Liechtenstein politician (1880–1958)

Andreas Vogt (11 August 1880 – 25 March 1958) was a Liechtensteiner carpenter and politician who served in the Landtag of Liechtenstein from 1926 to 1928. He faced controversy due to his self-declared republican and social democratic views.

== Life ==
Vogt was born on 11 August 1880 in Balzers as the son of his father by the same name and Cölestina Frick as one of seven children. He conducted an apprenticeship as a carpenter in Schaan, and he also worked as a carpenter in Switzerland and Germany. He later became a self-employed carpenter in his home-town of Balzers.

In 1920, Vogt was a member of the Christian-Social People's Party (VP)'s delegation towards the negotiations of the appointment of Josef Peer as Governor of Liechtenstein, in which the party opposed his appointment as they believed that the position should only be occupied by Liechtensteiners. Eventually it was agreed that Peer could take the position, but only for a 6-month period. Vogt led the founding event of the Liechtenstein Worker's Association, and was the association's first vice president from 1920 to 1924, then its president from 1924 to 1926.

From 1922 to 1926 he was a member of the Liechtenstein criminal court and a member of the Balzers municipal council from 1924 to 1927. From 1926 to 1928 he was a member of the Landtag of Liechtenstein. Vogt was a controversial figure within the Landtag, as on 25 November 1919 as a spectator to a session of the Landtag he yelled "Down with the government! Long live the republic!", for which the Progressive Citizens' Party heavily criticized him. Though he was charged for breach of the peace as a result of this incident, governor Prince Karl Aloys of Liechtenstein requested for Johann II, Prince of Liechtenstein to drop the charges in 1920.

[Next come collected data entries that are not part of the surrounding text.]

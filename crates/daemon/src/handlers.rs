//! File operation handlers.
//!
//! Each handler decodes its payload, calls the file store and turns the
//! outcome into a response message. File store failures become `ERROR`
//! responses. The only error a handler returns is
//! [`ProtocolError::BadEncoding`], for payloads that do not match their
//! sub-format.

use std::sync::Arc;

use protocol::{decode_path, Message, ProtocolError, RenameRequest, UploadRequest};
use tracing::{info, warn};

use crate::files::{FileStore, FileStoreError};
use crate::session::Session;

/// Handlers for `DOWNLOAD_FILE`, `UPLOAD_FILE`, `DELETE_FILE` and `RENAME_FILE`.
pub struct Handlers<F> {
    files: Arc<F>,
}

impl<F: FileStore> Handlers<F> {
    pub fn new(files: Arc<F>) -> Self {
        Self { files }
    }

    /// Payload: path. Responds `OK` with the file's bytes.
    pub async fn download(&self, session: &Session, payload: &[u8]) -> Result<Message, ProtocolError> {
        let path = decode_path(payload)?;

        match self.files.read(path).await {
            Ok(data) => {
                info!(user = session.log_name(), path, size = data.len(), "Download");
                Ok(Message::ok_with(data))
            }
            Err(e) => Ok(failure(session, "download", e)),
        }
    }

    /// Payload: path, NUL, file bytes. Responds `OK` with an empty payload.
    pub async fn upload(&self, session: &Session, payload: Vec<u8>) -> Result<Message, ProtocolError> {
        let request = UploadRequest::decode(payload)?;

        match self.files.write(&request.path, &request.data).await {
            Ok(()) => {
                info!(
                    user = session.log_name(),
                    path = %request.path,
                    size = request.data.len(),
                    "Upload"
                );
                Ok(Message::ok())
            }
            Err(e) => Ok(failure(session, "upload", e)),
        }
    }

    /// Payload: path. Responds `OK` with an empty payload.
    pub async fn delete(&self, session: &Session, payload: &[u8]) -> Result<Message, ProtocolError> {
        let path = decode_path(payload)?;

        match self.files.delete(path).await {
            Ok(()) => {
                info!(user = session.log_name(), path, "Delete");
                Ok(Message::ok())
            }
            Err(e) => Ok(failure(session, "delete", e)),
        }
    }

    /// Payload: old path, NUL, new path. Responds `OK` with an empty payload.
    pub async fn rename(&self, session: &Session, payload: &[u8]) -> Result<Message, ProtocolError> {
        let request = RenameRequest::decode(payload)?;

        match self.files.rename(&request.from, &request.to).await {
            Ok(()) => {
                info!(
                    user = session.log_name(),
                    from = %request.from,
                    to = %request.to,
                    "Rename"
                );
                Ok(Message::ok())
            }
            Err(e) => Ok(failure(session, "rename", e)),
        }
    }
}

fn failure(session: &Session, operation: &str, error: FileStoreError) -> Message {
    match &error {
        FileStoreError::Io { .. } => {
            warn!(user = session.log_name(), operation, error = %error, "File operation failed")
        }
        _ => info!(user = session.log_name(), operation, error = %error, "File operation refused"),
    }
    Message::error(error.to_string())
}

#[cfg(test)]
mod tests {
    use super::*;
    use std::collections::HashMap;
    use std::sync::atomic::{AtomicUsize, Ordering};
    use std::sync::Mutex;

    use protocol::MessageType;

    use crate::auth::PermissionSet;

    /// In-memory file store that counts calls.
    #[derive(Default)]
    struct MockFileStore {
        files: Mutex<HashMap<String, Vec<u8>>>,
        calls: AtomicUsize,
    }

    impl MockFileStore {
        fn with_file(path: &str, data: &[u8]) -> Self {
            let store = Self::default();
            store
                .files
                .lock()
                .unwrap()
                .insert(path.to_string(), data.to_vec());
            store
        }

        fn calls(&self) -> usize {
            self.calls.load(Ordering::SeqCst)
        }

        fn get(&self, path: &str) -> Option<Vec<u8>> {
            self.files.lock().unwrap().get(path).cloned()
        }
    }

    impl FileStore for MockFileStore {
        async fn read(&self, path: &str) -> Result<Vec<u8>, FileStoreError> {
            self.calls.fetch_add(1, Ordering::SeqCst);
            self.get(path)
                .ok_or_else(|| FileStoreError::NotFound(path.to_string()))
        }

        async fn write(&self, path: &str, data: &[u8]) -> Result<(), FileStoreError> {
            self.calls.fetch_add(1, Ordering::SeqCst);
            self.files
                .lock()
                .unwrap()
                .insert(path.to_string(), data.to_vec());
            Ok(())
        }

        async fn delete(&self, path: &str) -> Result<(), FileStoreError> {
            self.calls.fetch_add(1, Ordering::SeqCst);
            self.files
                .lock()
                .unwrap()
                .remove(path)
                .map(|_| ())
                .ok_or_else(|| FileStoreError::NotFound(path.to_string()))
        }

        async fn rename(&self, from: &str, to: &str) -> Result<(), FileStoreError> {
            self.calls.fetch_add(1, Ordering::SeqCst);
            let mut files = self.files.lock().unwrap();
            let data = files
                .remove(from)
                .ok_or_else(|| FileStoreError::NotFound(from.to_string()))?;
            files.insert(to.to_string(), data);
            Ok(())
        }
    }

    fn session() -> Session {
        Session::Authenticated {
            user: "tester".to_string(),
            permissions: PermissionSet::root(),
        }
    }

    #[tokio::test]
    async fn test_download_existing_file() {
        let handlers = Handlers::new(Arc::new(MockFileStore::with_file(
            "public/text.txt",
            b"contents",
        )));

        let response = handlers
            .download(&session(), b"public/text.txt")
            .await
            .unwrap();
        assert_eq!(response.message_type, MessageType::Ok);
        assert_eq!(response.payload(), b"contents");
    }

    #[tokio::test]
    async fn test_download_missing_file() {
        let handlers = Handlers::new(Arc::new(MockFileStore::default()));

        let response = handlers
            .download(&session(), b"public/text.txt")
            .await
            .unwrap();
        assert_eq!(response.message_type, MessageType::Error);
        assert!(response.payload_text().contains("public/text.txt"));
    }

    #[tokio::test]
    async fn test_download_bad_path_encoding() {
        let files = Arc::new(MockFileStore::default());
        let handlers = Handlers::new(files.clone());

        let err = handlers
            .download(&session(), &[0xc3, 0x28])
            .await
            .unwrap_err();
        assert!(matches!(err, ProtocolError::BadEncoding(_)));
        assert_eq!(files.calls(), 0);
    }

    #[tokio::test]
    async fn test_upload() {
        let files = Arc::new(MockFileStore::default());
        let handlers = Handlers::new(files.clone());

        let response = handlers
            .upload(&session(), b"public/new.txt\0hello".to_vec())
            .await
            .unwrap();
        assert_eq!(response, Message::ok());
        assert_eq!(files.get("public/new.txt").unwrap(), b"hello");
    }

    #[tokio::test]
    async fn test_upload_without_separator_never_reaches_store() {
        let files = Arc::new(MockFileStore::default());
        let handlers = Handlers::new(files.clone());

        let err = handlers
            .upload(&session(), b"public/new.txt hello".to_vec())
            .await
            .unwrap_err();
        assert!(matches!(err, ProtocolError::BadEncoding(_)));
        assert_eq!(files.calls(), 0);
    }

    #[tokio::test]
    async fn test_delete() {
        let files = Arc::new(MockFileStore::with_file("a.txt", b"x"));
        let handlers = Handlers::new(files.clone());

        let response = handlers.delete(&session(), b"a.txt").await.unwrap();
        assert_eq!(response, Message::ok());
        assert!(files.get("a.txt").is_none());

        let response = handlers.delete(&session(), b"a.txt").await.unwrap();
        assert_eq!(response.message_type, MessageType::Error);
        assert_eq!(response.payload_text(), "Could not find a.txt");
    }

    #[tokio::test]
    async fn test_rename() {
        let files = Arc::new(MockFileStore::with_file("old.txt", b"x"));
        let handlers = Handlers::new(files.clone());

        let response = handlers
            .rename(&session(), b"old.txt\0new.txt")
            .await
            .unwrap();
        assert_eq!(response, Message::ok());
        assert_eq!(files.get("new.txt").unwrap(), b"x");
        assert!(files.get("old.txt").is_none());
    }

    #[tokio::test]
    async fn test_rename_missing_source() {
        let handlers = Handlers::new(Arc::new(MockFileStore::default()));

        let response = handlers
            .rename(&session(), b"old.txt\0new.txt")
            .await
            .unwrap();
        assert_eq!(response.message_type, MessageType::Error);
        assert!(response.payload_text().contains("old.txt"));
    }

    #[tokio::test]
    async fn test_rename_malformed() {
        let files = Arc::new(MockFileStore::default());
        let handlers = Handlers::new(files.clone());

        let err = handlers.rename(&session(), b"old.txt").await.unwrap_err();
        assert!(matches!(err, ProtocolError::BadEncoding(_)));
        assert_eq!(files.calls(), 0);
    }
}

Vogt defended himself by stating that he had only done so out of frustration towards Prince Karl Aloys, as he believed that his speech in the Landtag was defamatory against Wilhelm Beck, and that it was not directed against Johann II. According to his own accounts, he was a self-declared Liechtenstein republican and social democrat until the constitution of Liechtenstein was ratified in 1921. He did not seek re-election to the Landtag in the 1928 elections.

== Personal life ==
Vogt married Regina Anna Birrer (29 December 1879 – 5 June 1916) on 28 May 1906 and they had two children together. He then went on to marry Maria Barbara Bischof (26 January 1896 – 29 June 1960) on 27 November 1922 and they had another three children together. He died on 25 March 1958 in Balzers, aged 77 years old.

== Bibliography ==

- Vogt, Paul (1987). "125 Jahre Landtag"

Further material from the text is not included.